ECLI:NL:RBMNE:2015:4297

Rechtbank Midden-Nederland

Datum uitspraak
15 juni 2015
Publicatiedatum
15 juni 2015
Zaaknummer
AWB - 14 _ 3584
Instantie
Rechtbank Midden-Nederland
Type
Uitspraak
Rechtsgebied
Bestuursrecht
Procedures
  • Eerste aanleg - enkelvoudig
Rechters
  • M. Stapels-Wolfrat
Vindplaatsen
  • Rechtspraak.nl
AI samenvatting door LexboostAutomatisch gegenereerd

Bestuursrechtelijke geschillen over dwangsommen en niet-ontvankelijkheid van bezwaar in het kader van de Wwb en Wmo

In deze zaak, behandeld door de Rechtbank Midden-Nederland op 15 juni 2015, gaat het om een geschil tussen eiseres en het college van burgemeester en wethouders van de gemeente Utrecht. Eiseres had aanvragen ingediend op grond van de Wet werk en bijstand (Wwb) en de Wet maatschappelijke ondersteuning (Wmo), maar kreeg geen tijdige reactie van verweerder. Eiseres heeft verweerder in gebreke gesteld en verzocht om vaststelling van dwangsommen. Verweerder heeft deze verzoeken afgewezen en het bezwaar van eiseres ongegrond verklaard, wat leidde tot beroep bij de rechtbank.

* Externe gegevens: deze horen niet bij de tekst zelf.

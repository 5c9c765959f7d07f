//! Workflow engine error types.
//!
//! [`WorkflowError`] exists only at the seams: the caller-supplied
//! [`WorkflowApi`](crate::api::WorkflowApi), the integration registry, and
//! the direct-network degradation path.  Handlers convert every error into a
//! failed action outcome, so nothing in the engine panics or bubbles an
//! error past a workflow run.

/// Unified error type for the workflow engine's external seams.
#[derive(Debug, thiserror::Error)]
pub enum WorkflowError {
    // -- Record API errors --------------------------------------------------
    /// The referenced record does not exist in the backing store.
    #[error("record not found: {entity}/{record_id}")]
    RecordNotFound { entity: String, record_id: String },

    /// The caller-supplied API reported a fault.
    #[error("workflow api error: {reason}")]
    Api { reason: String },

    // -- Action configuration errors ----------------------------------------
    /// A handler needed a config key the action does not carry.
    #[error("{action} action is missing config key `{key}`")]
    MissingConfig { action: String, key: String },

    // -- Integration errors -------------------------------------------------
    /// No provider of the requested kind is configured.
    #[error("no {provider} provider configured")]
    ProviderUnavailable { provider: String },

    /// A configured provider reported a failure.
    #[error("{provider} integration failed: {reason}")]
    Integration { provider: String, reason: String },

    // -- Network degradation ------------------------------------------------
    /// A URL in the action config does not parse.
    #[error("invalid url `{url}`: {reason}")]
    InvalidUrl { url: String, reason: String },

    /// A direct HTTP call failed.
    #[error("http request failed: {reason}")]
    Http { reason: String },
}

impl From<reqwest::Error> for WorkflowError {
    fn from(err: reqwest::Error) -> Self {
        Self::Http {
            reason: err.to_string(),
        }
    }
}

/// Convenience alias used throughout the workflow crate.
pub type Result<T> = std::result::Result<T, WorkflowError>;
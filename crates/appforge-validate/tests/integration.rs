//! Integration tests for the appforge-validate crate.
//!
//! A synthesized schema is damaged in controlled ways, repaired, and the
//! repaired result re-validated to prove the pipeline converges in a single
//! pass.

use appforge_blueprint::{EntityHint, GenerationContext, IntelligenceInput, Synthesizer};
use appforge_schema::{
    AppSchema, Behavior, FieldDef, FieldType, NavItem, ReferenceConfig, RelationshipKind,
};
use appforge_validate::{Severity, validate};
use proptest::prelude::*;

fn clinic_schema() -> AppSchema {
    let ctx = GenerationContext::from_prompt("Run my dental clinic")
        .with_industry("dental")
        .with_intelligence(IntelligenceInput {
            entities: vec![
                EntityHint::named("Patient"),
                EntityHint {
                    name: "Appointment".to_string(),
                    fields: vec![
                        "title".to_string(),
                        "startsAt".to_string(),
                        "status".to_string(),
                    ],
                    behaviors: vec![Behavior::Schedulable],
                    icon: Some("calendar".to_string()),
                },
            ],
            features: vec!["scheduling".to_string()],
            ..Default::default()
        });
    Synthesizer::new().generate(ctx).schema
}

// ═══════════════════════════════════════════════════════════════════════
//  Generated schemas
// ═══════════════════════════════════════════════════════════════════════

#[test]
fn fresh_generated_schema_needs_only_preview_seeding() {
    let outcome = validate(&clinic_schema());
    assert!(outcome.valid);
    for issue in &outcome.issues {
        assert_eq!(issue.severity, Severity::Info, "unexpected issue: {issue:?}");
        assert!(issue.auto_fixed);
        assert!(issue.path.ends_with("components"), "unexpected issue: {issue:?}");
    }
}

#[test]
fn default_schema_is_built_up_to_the_floor() {
    let outcome = validate(&AppSchema::default());
    assert!(outcome.valid);
    assert!(outcome.repaired());

    let schema = &outcome.schema;
    assert_eq!(schema.entities[0].id, "item");
    assert_eq!(schema.pages.iter().filter(|p| p.route == "/").count(), 1);
    assert_eq!(schema.workflows.len(), 3);
    assert!(schema.page(&schema.navigation.default_page).is_some());
    assert!(schema.theme.is_renderable());
    assert!(schema.pages.iter().all(|p| !p.components.is_empty()));
}

// ═══════════════════════════════════════════════════════════════════════
//  Targeted repairs
// ═══════════════════════════════════════════════════════════════════════

#[test]
fn dangling_navigation_is_stripped() {
    let mut schema = clinic_schema();
    schema.navigation.sidebar.items.push(NavItem {
        page: "ghost-page".to_string(),
        label: "Ghost".to_string(),
        icon: None,
        order: 99,
    });
    schema.navigation.default_page = "ghost-page".to_string();

    let outcome = validate(&schema);
    assert!(
        outcome
            .schema
            .navigation
            .sidebar
            .items
            .iter()
            .all(|i| i.page != "ghost-page")
    );
    assert!(
        outcome
            .schema
            .page(&outcome.schema.navigation.default_page)
            .is_some()
    );
}

#[test]
fn broken_theme_is_refilled_from_the_default_system() {
    let mut schema = clinic_schema();
    schema.theme.colors.primary = "teal-ish".to_string();

    let outcome = validate(&schema);
    assert_eq!(outcome.schema.theme.design_system, "modern");
    assert!(outcome.schema.theme.colors.primary.starts_with('#'));
    assert!(
        outcome
            .issues
            .iter()
            .any(|i| i.path == "theme" && i.severity == Severity::Warning)
    );
}

#[test]
fn outcome_serializes_with_js_field_names() {
    let outcome = validate(&AppSchema::default());
    let json = serde_json::to_value(&outcome).unwrap();
    assert_eq!(json["valid"], true);
    assert!(json["issues"][0]["autoFixed"].is_boolean());
    assert!(json["schema"]["entities"].is_array());
}

// ═══════════════════════════════════════════════════════════════════════
//  Convergence under arbitrary damage
// ═══════════════════════════════════════════════════════════════════════

/// Apply a bitmask of independent corruptions to a valid schema.
fn damage(schema: &mut AppSchema, mask: u32) {
    if mask & 1 != 0 {
        schema.id.clear();
    }
    if mask & 2 != 0 {
        schema.name.clear();
    }
    if mask & 4 != 0 {
        schema.metadata.confidence = 7.5;
    }
    if mask & 8 != 0
        && let Some(entity) = schema.entities.first_mut()
    {
        entity.plural_name.clear();
    }
    if mask & 16 != 0
        && let Some(entity) = schema.entities.first_mut()
    {
        entity.fields.retain(|f| f.id != "id");
    }
    if mask & 32 != 0
        && let Some(entity) = schema.entities.first_mut()
    {
        entity.fields.push(
            FieldDef::new("owner", "Owner", FieldType::Reference).with_reference(
                ReferenceConfig {
                    entity: "ghost".to_string(),
                    display_field: "name".to_string(),
                    relationship: RelationshipKind::ManyToOne,
                },
            ),
        );
    }
    if mask & 64 != 0 {
        for page in &mut schema.pages {
            if page.route == "/" {
                page.route = "/misplaced".to_string();
            }
        }
    }
    if mask & 128 != 0 {
        schema.navigation.default_page = "nowhere".to_string();
    }
    if mask & 256 != 0 {
        schema.theme.colors.primary = "blue".to_string();
    }
    if mask & 512 != 0 {
        schema.workflows.clear();
    }
    if mask & 1024 != 0 {
        schema.navigation.sidebar.items.push(NavItem {
            page: "ghost-page".to_string(),
            label: "Ghost".to_string(),
            icon: None,
            order: 99,
        });
    }
    if mask & 2048 != 0 {
        schema.entities.clear();
    }
}

proptest! {
    #[test]
    fn repair_converges_in_one_pass(mask in 0u32..4096) {
        let mut schema = clinic_schema();
        damage(&mut schema, mask);

        let outcome = validate(&schema);
        prop_assert!(outcome.valid);
        prop_assert!(!outcome.schema.entities.is_empty());
        prop_assert!(!outcome.schema.pages.is_empty());
        prop_assert!(!outcome.schema.workflows.is_empty());
        prop_assert!(
            outcome
                .schema
                .page(&outcome.schema.navigation.default_page)
                .is_some()
        );
        for entity in &outcome.schema.entities {
            prop_assert!(entity.field("id").is_some());
        }

        let again = validate(&outcome.schema);
        prop_assert!(
            !again.repaired(),
            "second pass still fixed: {:?}",
            again.issues
        );
    }
}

De rechtbank oordeelt dat de brieven van verweerder, waarin op de ingebrekestelling van eiseres werd gereageerd, geen besluiten zijn in de zin van de Algemene wet bestuursrecht (Awb). Dit betekent dat er geen bezwaar en beroep openstaat tegen deze brieven. De rechtbank verklaart het beroep tegen het bestreden besluit I gegrond, vernietigt dit besluit en verklaart het bezwaar van eiseres tegen de brieven van 4 december 2013 en 12 februari 2014 niet-ontvankelijk. Eiseres heeft recht op vergoeding van het griffierecht en verweerder wordt veroordeeld in de proceskosten.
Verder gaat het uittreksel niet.